Hari H pun tiba, rasanya senang sekali disana. Kami merasa tak seperti mengikuti lomba. Semuanya adalah saudara, sebab setiap kami jalanpun pasti selalu ada yang menyapa dari kontingen lain.Mulai dari mau bangun tidur hingga mau tidur, sapa, senyum dan salam terlontar dari rekan rekan pramuka lain seperti Kontingen Tegal,Pemalang, Salatiga, Pekalongan, Solo, Semarang, Kab.Semarang, Grobokan, Demak, dll. Apalagi kita diberikan sebuah buku jadwal yang dibelakangnya pun ada catatan biodata banyak sekali untuk dimintakan kepada anggota pramuka yang lain. Ya, kesempatan deh tu buat tuker-tukeran no hp. Seneng juga sih bagi yang jomblo. Bisa ngecengin sana sini, modusin sana-sini. Yang cinta lokasi alias cinlok pun buanyakk. Ada juga radio pertihusada yang disediakan buat kirim-kirim salam, membahas jadwal kegiatan yang akan dilaksanakan, dll. Kebanyakan sih yang kirim-kirim salam yang lagi pada cinlok. Hehehe. Mungkin akupun salah satunya. Tapi ya, sebatas patok tenda saja. Tenda terbongkar, sayonara cinta. Hehehe ada tu sampai dibuatin lagu, judulnya “sebatas patok tenda”. Ada juga yang masih lanjut sampai sekarang. Duh, malah bahas soal cinta. Hehehe lanjut lah yang lain.

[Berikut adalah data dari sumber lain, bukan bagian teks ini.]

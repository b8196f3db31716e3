//! Shared parameters and kinematic state for the e-board simulator.
//!
//! The kinematic state lives behind a single coarse mutex ([`SharedEks`]);
//! every reader and writer takes the lock for the duration of one tick,
//! micro-step or telemetry reply so no partial update is ever observable.

use serde::{Deserialize, Serialize};
use std::f64::consts::PI;
use std::sync::{Arc, Mutex};
use std::time::Instant;

/// Physical configuration of the board, rider and drivetrain.
///
/// Immutable after construction; validated by the daemon at startup.
#[derive(Debug, Clone, Copy, Serialize, Deserialize)]
pub struct EBoardParams {
    /// Combined mass of board and rider in kg
    pub total_mass_kg: f64,
    /// Frontal area of the rider facing the wind in m²
    pub frontal_area_m2: f64,
    /// Wheel diameter in meters
    pub wheel_diameter_m: f64,
    /// Battery capacity in amp-hours
    pub battery_capacity_ah: f64,
    /// Battery nominal voltage in volts
    pub battery_nominal_voltage: f64,
    /// Motor-to-wheel gear ratio
    pub gear_ratio: f64,
    /// Motor velocity constant in RPM per volt
    pub motor_kv: u32,
    /// Maximum motor torque in N·m
    pub motor_max_torque_nm: f64,
    /// Maximum motor current in amps
    pub motor_max_amps: f64,
    /// Maximum motor power in watts
    pub motor_max_power_w: f64,
    /// Number of motor pole pairs (ERPM = mechanical RPM × pole pairs)
    pub motor_pole_pairs: u32,
}

impl EBoardParams {
    /// Wheel radius in meters.
    pub fn wheel_radius_m(&self) -> f64 {
        self.wheel_diameter_m / 2.0
    }

    /// Board velocity in m/s for a signed electrical RPM.
    pub fn velocity_for_erpm(&self, erpm: i32) -> f64 {
        ((erpm as f64 / self.motor_pole_pairs as f64) / self.gear_ratio)
            * (PI * self.wheel_diameter_m / 60.0)
    }

    /// Signed electrical RPM for a board velocity in m/s.
    pub fn erpm_for_velocity(&self, velocity_mps: f64) -> i32 {
        let wheel_rpm = velocity_mps / (PI * self.wheel_diameter_m) * 60.0;
        let motor_rpm = wheel_rpm * self.gear_ratio;
        (self.motor_pole_pairs as f64 * motor_rpm) as i32
    }
}

/// Kinematic state of the board in its body frame.
///
/// The x-axis runs along the length of the board; velocity is the signed
/// speed along that axis and may go negative when rolling backward down a
/// slope. Attitude is kept in degrees and converted to radians on the wire.
#[derive(Debug, Clone, Copy, Default, Serialize, Deserialize)]
pub struct EboardKinematicState {
    /// Signed speed along the board's long axis in m/s
    pub velocity_mps: f64,
    /// Instantaneous longitudinal acceleration in m/s²
    pub acceleration_x_mps2: f64,
    /// Lateral acceleration in m/s² (not driven by the 1-D model)
    pub acceleration_y_mps2: f64,
    /// Vertical acceleration in m/s² (not driven by the 1-D model)
    pub acceleration_z_mps2: f64,
    /// Pitch in degrees, driven by the slope process
    pub pitch_deg: f64,
    /// Roll in degrees (not driven by the 1-D model)
    pub roll_deg: f64,
    /// Yaw in degrees (not driven by the 1-D model)
    pub yaw_deg: f64,
    /// Signed electrical RPM
    pub erpm: i32,
    /// Signed motor-side current in amps
    pub motor_current_a: f64,
    /// Signed battery-side current in amps
    pub input_current_a: f64,
}

/// Shared handle to the kinematic state. One coarse lock for every field.
pub type SharedEks = Arc<Mutex<EboardKinematicState>>;

/// Create a fresh shared kinematic state at rest.
pub fn shared_eks() -> SharedEks {
    Arc::new(Mutex::new(EboardKinematicState::default()))
}

/// Monotonic clock started when the simulation comes up.
///
/// Cloned into every component that stamps records, replacing any global
/// elapsed-time state.
#[derive(Debug, Clone, Copy)]
pub struct MissionClock {
    start: Instant,
}

impl MissionClock {
    pub fn start() -> Self {
        Self { start: Instant::now() }
    }

    /// Seconds elapsed since the simulation started.
    pub fn elapsed_sec(&self) -> f64 {
        self.start.elapsed().as_secs_f64()
    }
}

Lomba, kegiatan, lomba, kegiatan dan begitu seterusnya hingga 5 hari. Sampai-sampai waktu jumpa tokoh, sangking lelahnya kegiatan, pada tidur deh tu di pundak temen sebelahnya. Ya, Cuma beberapa orang sepertinya yang mendengarkan tokoh berbicara, mata sudah tak sanggup lagi menatap soalnya. Hehehe.

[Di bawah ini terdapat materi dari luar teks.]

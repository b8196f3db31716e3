//! Command/message processor: the protocol front-end.

use crate::codec::{self, get_i32};
use crate::fw::FirmwareMessage;
use crate::transport::{Transport, TransportError};
use crate::watchdog::HeartbeatWatchdog;
use crate::{fw600, fw602, Command, FirmwareVersion};
use board::{EBoardParams, SharedEks};
use motor::{MotorError, MotorHandle};
use riding::BatteryDischargeModel;
use std::sync::Arc;
use std::thread::JoinHandle;
use thiserror::Error;
use tracing::{error, info, warn};

#[derive(Debug, Error)]
pub enum CmpError {
    #[error(transparent)]
    Transport(#[from] TransportError),
    #[error(transparent)]
    Motor(#[from] MotorError),
}

/// Owns the byte-stream transport and runs the read/dispatch loop.
///
/// Telemetry requests are answered from a snapshot of the kinematic state;
/// setpoints are forwarded to the motor controller through its signals.
/// A handler error is logged and the loop moves on to the next frame; only
/// a closed transport ends the loop.
pub struct CommandMessageProcessor<T: Transport> {
    transport: T,
    firmware: FirmwareVersion,
    command_byte_size: usize,
    params: EBoardParams,
    eks: SharedEks,
    battery: Arc<BatteryDischargeModel>,
    motor: MotorHandle,
    watchdog: HeartbeatWatchdog,
}

impl<T: Transport + 'static> CommandMessageProcessor<T> {
    #[allow(clippy::too_many_arguments)]
    pub fn new(
        transport: T,
        firmware: FirmwareVersion,
        command_byte_size: usize,
        params: EBoardParams,
        eks: SharedEks,
        battery: Arc<BatteryDischargeModel>,
        motor: MotorHandle,
        watchdog: HeartbeatWatchdog,
    ) -> Self {
        Self {
            transport,
            firmware,
            command_byte_size,
            params,
            eks,
            battery,
            motor,
            watchdog,
        }
    }

    /// Spawn the read/dispatch loop on its own OS thread.
    pub fn spawn(self) -> JoinHandle<()> {
        std::thread::Builder::new()
            .name("vesc-cmp".into())
            .spawn(move || self.run())
            .expect("spawn VESC command processor thread")
    }

    /// Read frames until the transport closes.
    pub fn run(mut self) {
        info!(firmware = %self.firmware, "VESC command processor running");
        let mut frame = vec![0u8; self.command_byte_size];
        loop {
            if let Err(e) = self.transport.read_exact(&mut frame) {
                match e {
                    TransportError::Closed => {
                        info!("transport closed, command processor exiting");
                        break;
                    }
                    other => {
                        warn!(error = %other, "frame read failed");
                        continue;
                    }
                }
            }

            // Command ID sits at offset 2 of the client frame; any CRC the
            // client appended is accepted as-is.
            let id = frame[2];
            let Some(command) = self.firmware.command_for_id(id) else {
                warn!(command_id = id, "unknown command id");
                continue;
            };
            info!(command = ?command, "VESC received command");

            let result = match command {
                Command::Firmware => self.publish_firmware(),
                Command::State => self.publish_state(),
                Command::ImuState => self.publish_imu_state(),
                Command::McConfig => self.publish_mc_config(),
                Command::BionicBoarder => self.publish_bionic_boarder(),
                Command::Current => self.update_current(&frame),
                Command::Rpm => self.update_rpm(&frame),
                Command::Heartbeat => {
                    self.watchdog.feed();
                    Ok(())
                }
            };
            if let Err(e) = result {
                error!(command = ?command, error = %e, "command was not processed correctly");
            }
        }
    }

    fn write_reply(&mut self, command: Command, payload: &[u8]) -> Result<(), CmpError> {
        // The EKS lock is never held across this write.
        self.transport
            .write_all(&codec::frame_reply(command.reply_id(), payload))?;
        Ok(())
    }

    fn publish_firmware(&mut self) -> Result<(), CmpError> {
        let payload = FirmwareMessage::new(self.firmware).encode();
        self.write_reply(Command::Firmware, &payload)
    }

    /// Duty cycle the controller would be applying to spin at this ERPM.
    fn duty_cycle(&self, erpm: i32) -> f64 {
        let mechanical_rpm = erpm as f64 / self.params.motor_pole_pairs as f64;
        let no_load_rpm = self.params.motor_kv as f64 * self.params.battery_nominal_voltage;
        (mechanical_rpm / no_load_rpm).clamp(-0.95, 0.95)
    }

    fn publish_state(&mut self) -> Result<(), CmpError> {
        let snapshot = *self.eks.lock().unwrap();
        let watt_hours = self.battery.watt_hours_consumed();
        match self.firmware {
            FirmwareVersion::Fw6_00 => {
                let msg = fw600::StateMessage {
                    motor_current_a: snapshot.motor_current_a,
                    erpm: snapshot.erpm,
                    watt_hours,
                };
                info!(
                    erpm = msg.erpm,
                    motor_current = msg.motor_current_a,
                    watt_hours = msg.watt_hours,
                    "publishing state message"
                );
                self.write_reply(Command::State, &msg.encode())
            }
            FirmwareVersion::Fw6_02 => {
                let msg = fw602::StateMessage {
                    avg_motor_current_a: snapshot.motor_current_a,
                    avg_input_current_a: snapshot.input_current_a,
                    duty_cycle_now: self.duty_cycle(snapshot.erpm),
                    rpm: snapshot.erpm,
                    vin: self.params.battery_nominal_voltage,
                    watt_hours,
                    ..Default::default()
                };
                info!(
                    rpm = msg.rpm,
                    motor_current = msg.avg_motor_current_a,
                    input_current = msg.avg_input_current_a,
                    watt_hours = msg.watt_hours,
                    "publishing state message"
                );
                self.write_reply(Command::State, &msg.encode())
            }
        }
    }

    fn publish_imu_state(&mut self) -> Result<(), CmpError> {
        let snapshot = *self.eks.lock().unwrap();
        let msg = fw600::ImuStateMessage {
            rpy: [
                snapshot.roll_deg.to_radians(),
                snapshot.pitch_deg.to_radians(),
                snapshot.yaw_deg.to_radians(),
            ],
            acc: [
                snapshot.acceleration_x_mps2,
                snapshot.acceleration_y_mps2,
                snapshot.acceleration_z_mps2,
            ],
            ..Default::default()
        };
        info!(acc_x = msg.acc[0], pitch_rad = msg.rpy[1], "publishing IMU state message");
        self.write_reply(Command::ImuState, &msg.encode())
    }

    fn publish_bionic_boarder(&mut self) -> Result<(), CmpError> {
        let snapshot = *self.eks.lock().unwrap();
        let msg = fw602::BionicBoarderMessage {
            motor_current_a: snapshot.motor_current_a,
            duty_cycle: self.duty_cycle(snapshot.erpm),
            rpm: snapshot.erpm,
            acc: [
                snapshot.acceleration_x_mps2,
                snapshot.acceleration_y_mps2,
                snapshot.acceleration_z_mps2,
            ],
            rpy: [
                snapshot.roll_deg.to_radians(),
                snapshot.pitch_deg.to_radians(),
                snapshot.yaw_deg.to_radians(),
            ],
        };
        info!(
            rpm = msg.rpm,
            motor_current = msg.motor_current_a,
            acc_x = msg.acc[0],
            pitch_rad = msg.rpy[1],
            "publishing bionic boarder message"
        );
        self.write_reply(Command::BionicBoarder, &msg.encode())
    }

    fn publish_mc_config(&mut self) -> Result<(), CmpError> {
        let msg = fw602::MotorConfigMessage::from_params(&self.params);
        info!("publishing motor controller configuration message");
        self.write_reply(Command::McConfig, &msg.encode())
    }

    fn update_current(&mut self, frame: &[u8]) -> Result<(), CmpError> {
        let target_a = get_i32(frame, 3) as f64 / 1000.0;
        info!(motor_current = target_a, "processing set current command");
        self.motor.set_target_current(target_a)?;
        Ok(())
    }

    fn update_rpm(&mut self, frame: &[u8]) -> Result<(), CmpError> {
        let erpm = get_i32(frame, 3);
        info!(erpm, "processing set ERPM command");
        self.motor.set_target_erpm(erpm);
        Ok(())
    }
}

Yang ditunggu-tunggu adalah berwisata, seru dan gratis pula. Berkeliling di Wahana air Pandawa, Produksi jamu, SRITEX, dll. Melepas penat setelah kegiatan yang cukup menguras tenaga dan pikiran. Dibis juga banyak sekali keseruan, mulai dari ngejailin temen yang tidur sampai paduan suara bareng-bareng alias sing a song. Yah, pokoknya menyenangkan sekali lah.
5 hari telah berlalu, setiap pertemuan pasti ada sebuah perpisahan. Dan ini saatnya, meskipun pada akhirnya kami tak mendapat juara, setidaknya kami sudah berusaha semaksimal mungkin. Yang membuat kami berat adalah perpisahan dengan rekan-rekan pramuka yang lain. Sampai-sampaipun sangking beratnya, ada juga yang tuker-tukeran baju pramuka, topi, badge,dll.  Serulah pokoknya. Anak pramuka mah sama siapa saja, kenal atau tidak kenal, selagi dia anggota pramuka pasti bakal dianggap saudara sendiri. Gampang banget beradaptasi.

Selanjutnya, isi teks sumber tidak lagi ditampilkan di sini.